A World Cup-bound referee has been banned for life for a match-fixing attempt in Saudi Arabia just weeks before he was due to fly to Russia, the country’s football federation has said.
The Saudi Arabian Football Federation (SAFF) disclosed that Fahad Al Mirdasi confessed to offering to fix the King’s Cup final between Al Ittihad and Al Faisaly.
The 32-year-old is one of Saudi Arabia’s most prominent referees, having earned a FIFA badge in 2011 and officiating at the Rio de Janeiro Olympics in 2016 and the Confederations Cup in Russia in 2017.
In a statement to AFP, FIFA said it was looking at the case and seeking more information.
“FIFA notes the information that referee Fahad Al Mirdasi has allegedly been banned for life from all football-related activities by the Saudi Arabian Football Federation (SAFF),” it said.

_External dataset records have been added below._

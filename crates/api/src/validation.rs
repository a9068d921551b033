use validator::Validate;

use crate::error::ApiError;

pub fn validate<T: Validate>(payload: &T) -> Result<(), ApiError> {
    payload
        .validate()
        .map_err(|err| ApiError::Validation(err.to_string()))
}
pub mod collaboration;
pub mod engagement;
pub mod error;
pub mod ideas;
pub mod identity;
pub mod matching;
pub mod policy;
pub mod ports;
pub mod users;
pub mod util;

pub type DomainResult<T> = Result<T, error::DomainError>;
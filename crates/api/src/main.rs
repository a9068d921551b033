mod error;
mod middleware;
mod observability;
mod routes;
mod state;
mod validation;

use std::net::SocketAddr;

use tokio::net::TcpListener;
use tracing::info;
use urun_infra::{config::AppConfig, dispatcher, logging::init_tracing};

#[tokio::main]
async fn main() -> anyhow::Result<()> {
    let config = AppConfig::load()?;
    init_tracing(&config)?;
    observability::init_metrics()?;

    let state = state::AppState::new(config.clone());

    // the in-memory backend lives inside this process, so the outbox drains
    // here; a store-backed deployment runs urun-worker instead
    let dispatcher_state = state.clone();
    let dispatcher_config = config.clone();
    tokio::spawn(async move {
        dispatcher::run_outbox_dispatcher(dispatcher_state.engagement, &dispatcher_config).await;
    });

    let app = routes::router(state);

    let addr = SocketAddr::from(([0, 0, 0, 0], config.port));
    info!(%addr, "starting api");

    let listener = TcpListener::bind(addr).await?;
    axum::serve(
        listener,
        app.into_make_service_with_connect_info::<SocketAddr>(),
    )
    .with_graceful_shutdown(shutdown_signal())
    .await
    .map_err(|err| {
        tracing::error!(error = %err, "server exited");
        err
    })?;

    Ok(())
}

async fn shutdown_signal() {
    let _ = tokio::signal::ctrl_c().await;
    tracing::info!("shutdown signal received");
}
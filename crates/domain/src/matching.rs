use std::collections::HashSet;
use std::sync::Arc;

use serde::{Deserialize, Serialize};

use crate::error::DomainError;
use crate::ideas::{Idea, IdeaVisibility};
use crate::ports::collaboration::ContributionRequestRepository;
use crate::ports::ideas::IdeaRepository;
use crate::ports::users::UserDirectory;
use crate::users::{normalize_skill, SkillLevel, User};
use crate::DomainResult;

const COVERAGE_WEIGHT: f64 = 0.7;
const LEVEL_SCORE_WEIGHT: f64 = 0.2;
const BONUS_WEIGHT: f64 = 0.1;
const IDEA_COVERAGE_WEIGHT: f64 = 0.7;
const IDEA_COUNT_BONUS_WEIGHT: f64 = 0.3;
const BONUS_SATURATION: f64 = 5.0;
const UNRATED_LEVEL_WEIGHT: f64 = 0.2;

const DEFAULT_LIMIT: usize = 10;
const MAX_LIMIT: usize = 50;

pub fn level_weight(level: Option<SkillLevel>) -> f64 {
    match level {
        Some(SkillLevel::Expert) => 1.0,
        Some(SkillLevel::Advanced) => 0.8,
        Some(SkillLevel::Intermediate) => 0.6,
        Some(SkillLevel::Beginner) => 0.4,
        None => UNRATED_LEVEL_WEIGHT,
    }
}

#[derive(Clone, Debug, Serialize, Deserialize, PartialEq)]
pub struct SkillMatch {
    pub user_id: String,
    pub username: String,
    pub matched_skills: Vec<String>,
    pub additional_skills: Vec<String>,
    pub coverage: f64,
    pub level_score: f64,
    pub score: f64,
}

#[derive(Clone, Debug, Serialize, Deserialize, PartialEq)]
pub struct IdeaMatch {
    pub idea_id: String,
    pub title: String,
    pub matched_skills: Vec<String>,
    pub coverage: f64,
    pub score: f64,
}

/// Scores one candidate against a required-skill list. Pure; `required` is
/// assumed trimmed and deduped (see `normalize_required`).
pub fn score_candidate(user: &User, required: &[String]) -> SkillMatch {
    let required_set: HashSet<String> = required.iter().map(|s| normalize_skill(s)).collect();

    let mut matched_skills = Vec::new();
    let mut additional_skills = Vec::new();
    let mut matched_norm = HashSet::new();
    let mut level_total = 0.0;

    for entry in &user.skills {
        let norm = normalize_skill(&entry.skill);
        if required_set.contains(&norm) {
            matched_norm.insert(norm);
            level_total += level_weight(entry.level);
            matched_skills.push(entry.skill.clone());
        } else {
            additional_skills.push(entry.skill.clone());
        }
    }

    let coverage = if required_set.is_empty() {
        0.0
    } else {
        matched_norm.len() as f64 / required_set.len() as f64
    };
    let level_score = if matched_skills.is_empty() {
        0.0
    } else {
        level_total / matched_skills.len() as f64
    };
    let bonus = (additional_skills.len() as f64 / BONUS_SATURATION).min(1.0);
    let score =
        COVERAGE_WEIGHT * coverage + LEVEL_SCORE_WEIGHT * level_score + BONUS_WEIGHT * bonus;

    SkillMatch {
        user_id: user.user_id.clone(),
        username: user.username.clone(),
        matched_skills,
        additional_skills,
        coverage,
        level_score,
        score,
    }
}

/// Scores one idea against a user's skill names (normalized). Pure.
pub fn score_idea(user_skills: &HashSet<String>, idea: &Idea) -> IdeaMatch {
    let matched_skills: Vec<String> = idea
        .required_skills
        .iter()
        .filter(|skill| user_skills.contains(&normalize_skill(skill)))
        .cloned()
        .collect();

    let coverage = if idea.required_skills.is_empty() {
        0.0
    } else {
        matched_skills.len() as f64 / idea.required_skills.len() as f64
    };
    let count_bonus = (matched_skills.len() as f64 / BONUS_SATURATION).min(1.0);
    let score = IDEA_COVERAGE_WEIGHT * coverage + IDEA_COUNT_BONUS_WEIGHT * count_bonus;

    IdeaMatch {
        idea_id: idea.idea_id.clone(),
        title: idea.title.clone(),
        matched_skills,
        coverage,
        score,
    }
}

#[derive(Clone)]
pub struct MatchingService {
    users: Arc<dyn UserDirectory>,
    ideas: Arc<dyn IdeaRepository>,
    requests: Arc<dyn ContributionRequestRepository>,
}

impl MatchingService {
    pub fn new(
        users: Arc<dyn UserDirectory>,
        ideas: Arc<dyn IdeaRepository>,
        requests: Arc<dyn ContributionRequestRepository>,
    ) -> Self {
        Self {
            users,
            ideas,
            requests,
        }
    }

    /// Ranks users against the idea's required skills (or an explicit
    /// override). Read-only over a snapshot: the idea author and anyone with
    /// a pending or accepted request are excluded, ties keep directory order.
    pub async fn rank_candidates(
        &self,
        idea_id: &str,
        required_skills: Option<Vec<String>>,
        limit: Option<usize>,
    ) -> DomainResult<Vec<SkillMatch>> {
        let limit = normalize_limit(limit)?;
        let idea = self
            .ideas
            .get(idea_id)
            .await?
            .ok_or(DomainError::NotFound)?;
        let required =
            normalize_required(required_skills.unwrap_or_else(|| idea.required_skills.clone()));
        if required.is_empty() {
            return Ok(Vec::new());
        }

        let candidates = self.users.list_with_any_skill(&required).await?;
        let mut matches = Vec::with_capacity(candidates.len());
        for user in candidates {
            if user.user_id == idea.author_id {
                continue;
            }
            if self
                .requests
                .find_active(idea_id, &user.user_id)
                .await?
                .is_some()
            {
                continue;
            }
            let skill_match = score_candidate(&user, &required);
            if skill_match.matched_skills.is_empty() {
                continue;
            }
            matches.push(skill_match);
        }

        matches.sort_by(|left, right| right.score.total_cmp(&left.score));
        matches.truncate(limit);
        Ok(matches)
    }

    /// Ranks published public ideas for a user's skills, excluding their own
    /// ideas and ideas they already have an open or accepted request for.
    pub async fn rank_ideas_for_user(
        &self,
        user_id: &str,
        limit: Option<usize>,
    ) -> DomainResult<Vec<IdeaMatch>> {
        let limit = normalize_limit(limit)?;
        let user = self
            .users
            .get(user_id)
            .await?
            .ok_or(DomainError::NotFound)?;
        let user_skills: HashSet<String> = user
            .skills
            .iter()
            .map(|entry| normalize_skill(&entry.skill))
            .collect();
        if user_skills.is_empty() {
            return Ok(Vec::new());
        }

        let ideas = self.ideas.list_published_public().await?;
        let mut matches = Vec::new();
        for idea in ideas {
            debug_assert!(idea.published && idea.visibility == IdeaVisibility::Public);
            if idea.author_id == user_id {
                continue;
            }
            if self
                .requests
                .find_active(&idea.idea_id, user_id)
                .await?
                .is_some()
            {
                continue;
            }
            let idea_match = score_idea(&user_skills, &idea);
            if idea_match.matched_skills.is_empty() {
                continue;
            }
            matches.push(idea_match);
        }

        matches.sort_by(|left, right| right.score.total_cmp(&left.score));
        matches.truncate(limit);
        Ok(matches)
    }
}

fn normalize_limit(limit: Option<usize>) -> DomainResult<usize> {
    let limit = limit.unwrap_or(DEFAULT_LIMIT);
    if !(1..=MAX_LIMIT).contains(&limit) {
        Err(DomainError::Validation(format!(
            "limit must be between 1 and {MAX_LIMIT}"
        )))
    } else {
        Ok(limit)
    }
}

fn normalize_required(skills: Vec<String>) -> Vec<String> {
    let mut seen = HashSet::new();
    skills
        .into_iter()
        .filter_map(|raw| {
            let name = raw.trim().to_string();
            if name.is_empty() {
                return None;
            }
            seen.insert(normalize_skill(&name)).then_some(name)
        })
        .collect()
}

#[cfg(test)]
mod tests {
    use super::*;
    use crate::users::UserSkill;

    fn user(user_id: &str, skills: &[(&str, Option<SkillLevel>)]) -> User {
        User {
            user_id: user_id.to_string(),
            username: format!("{user_id}-name"),
            skills: skills
                .iter()
                .map(|(name, level)| UserSkill {
                    skill: name.to_string(),
                    level: *level,
                })
                .collect(),
            created_at_ms: 0,
            updated_at_ms: 0,
        }
    }

    fn required(names: &[&str]) -> Vec<String> {
        names.iter().map(|name| name.to_string()).collect()
    }

    const EPS: f64 = 1e-9;

    fn assert_approx(actual: f64, expected: f64) {
        assert!(
            (actual - expected).abs() < EPS,
            "expected {expected}, got {actual}"
        );
    }

    #[test]
    fn full_coverage_expert_hits_the_reference_score() {
        let candidate = user(
            "u-1",
            &[
                ("React", Some(SkillLevel::Expert)),
                ("Design", Some(SkillLevel::Expert)),
            ],
        );
        let result = score_candidate(&candidate, &required(&["React", "Design"]));
        assert_approx(result.coverage, 1.0);
        assert_approx(result.level_score, 1.0);
        // 0.7 coverage + 0.2 level + 0.1 * 0 bonus
        assert_approx(result.score, 0.9);
    }

    #[test]
    fn full_expert_coverage_beats_half_intermediate_coverage() {
        let strong = user(
            "u-strong",
            &[
                ("React", Some(SkillLevel::Expert)),
                ("Design", Some(SkillLevel::Expert)),
            ],
        );
        let weak = user("u-weak", &[("React", Some(SkillLevel::Intermediate))]);
        let req = required(&["React", "Design"]);
        let strong_score = score_candidate(&strong, &req).score;
        let weak_score = score_candidate(&weak, &req).score;
        assert!(strong_score > weak_score);
        assert_approx(weak_score, 0.7 * 0.5 + 0.2 * 0.6);
    }

    #[test]
    fn empty_required_skills_scores_zero_coverage_without_panicking() {
        let candidate = user("u-1", &[("React", Some(SkillLevel::Expert))]);
        let result = score_candidate(&candidate, &[]);
        assert_approx(result.coverage, 0.0);
        assert_approx(result.level_score, 0.0);
    }

    #[test]
    fn additional_skills_bonus_saturates_at_five() {
        let candidate = user(
            "u-1",
            &[
                ("React", Some(SkillLevel::Expert)),
                ("a", None),
                ("b", None),
                ("c", None),
                ("d", None),
                ("e", None),
                ("f", None),
            ],
        );
        let result = score_candidate(&candidate, &required(&["React"]));
        assert_eq!(result.additional_skills.len(), 6);
        assert_approx(result.score, 0.7 + 0.2 + 0.1);
    }

    #[test]
    fn unrated_skills_carry_the_unknown_weight() {
        let candidate = user("u-1", &[("React", None)]);
        let result = score_candidate(&candidate, &required(&["React"]));
        assert_approx(result.level_score, 0.2);
    }

    #[test]
    fn skill_names_match_case_insensitively() {
        let candidate = user("u-1", &[("react", Some(SkillLevel::Advanced))]);
        let result = score_candidate(&candidate, &required(&["React"]));
        assert_eq!(result.matched_skills, vec!["react"]);
        assert_approx(result.coverage, 1.0);
    }

    #[test]
    fn idea_scoring_follows_the_coverage_and_count_formula() {
        let idea = Idea {
            idea_id: "idea-1".to_string(),
            author_id: "owner".to_string(),
            author_username: "owner-name".to_string(),
            title: "Repair cafe".to_string(),
            summary: None,
            required_skills: required(&["Welding", "Design"]),
            visibility: IdeaVisibility::Public,
            published: true,
            created_at_ms: 0,
            updated_at_ms: 0,
        };
        let skills: HashSet<String> = ["welding".to_string()].into_iter().collect();
        let result = score_idea(&skills, &idea);
        assert_eq!(result.matched_skills, vec!["Welding"]);
        assert_approx(result.coverage, 0.5);
        assert_approx(result.score, 0.7 * 0.5 + 0.3 * (1.0 / 5.0));
    }

    #[test]
    fn idea_with_no_required_skills_scores_zero() {
        let idea = Idea {
            idea_id: "idea-2".to_string(),
            author_id: "owner".to_string(),
            author_username: "owner-name".to_string(),
            title: "Open ended".to_string(),
            summary: None,
            required_skills: vec![],
            visibility: IdeaVisibility::Public,
            published: true,
            created_at_ms: 0,
            updated_at_ms: 0,
        };
        let skills: HashSet<String> = ["welding".to_string()].into_iter().collect();
        let result = score_idea(&skills, &idea);
        assert_approx(result.coverage, 0.0);
        assert_approx(result.score, 0.0);
    }

    #[test]
    fn limit_bounds_are_enforced() {
        assert_eq!(normalize_limit(None).unwrap(), 10);
        assert_eq!(normalize_limit(Some(50)).unwrap(), 50);
        assert!(normalize_limit(Some(0)).is_err());
        assert!(normalize_limit(Some(51)).is_err());
    }
}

“FIFA has requested more information from the SAFF before making any further comments.”
In a statement, the disciplinary and ethics committee said Mirdasi had approached the president of Al-Ittihad asking him for a bribe to enable his team to win.
“The Ittihad president Hamad Al-Sanayeh called the Saudi Football Federation to state there was evidence that Fahad Al-Mirdasi had reached out via text messages on WhatsApp. He asked for an illegal sum of money in exchange for helping his team win the game,” it said.
The case was referred to the Saudi Football Federation, then the General Authority for Sport — the highest sports authority in the kingdom — triggering an administrative investigation.
Mirdasi confessed to the charges, according to the statement, and it was decided “to deprive him from participating in any football activity for life”.
The committee recommended that Saudi Arabia officially request FIFA to remove Mirdasi from the list of referees participating in the 2018 World Cup and suspend him for life.
“Our integrity is above all considerations,” said Turki Al-Sheikh, head of the General Authority for Sport.